--- START ---

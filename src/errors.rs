use thiserror::Error;

pub type Result<T> = std::result::Result<T, Error>;

#[derive(Debug, Error)]
pub enum Error {
    #[error("Validation error: {0}")]
    Validation(#[from] ValidationError),

    #[error("Repository error: {0}")]
    Repository(String),
}

/// Errors rejected before any state change reaches the store.
#[derive(Debug, Error)]
pub enum ValidationError {
    #[error("Invalid input: {0}")]
    InvalidInput(String),

    #[error("Insufficient funds: {0}")]
    InsufficientFunds(String),

    #[error("Not found: {0}")]
    NotFound(String),
}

--- END ---

Return each line of the data above that includes the word "String".

— Response —
    Repository(String),
    InvalidInput(String),
    InsufficientFunds(String),
    NotFound(String),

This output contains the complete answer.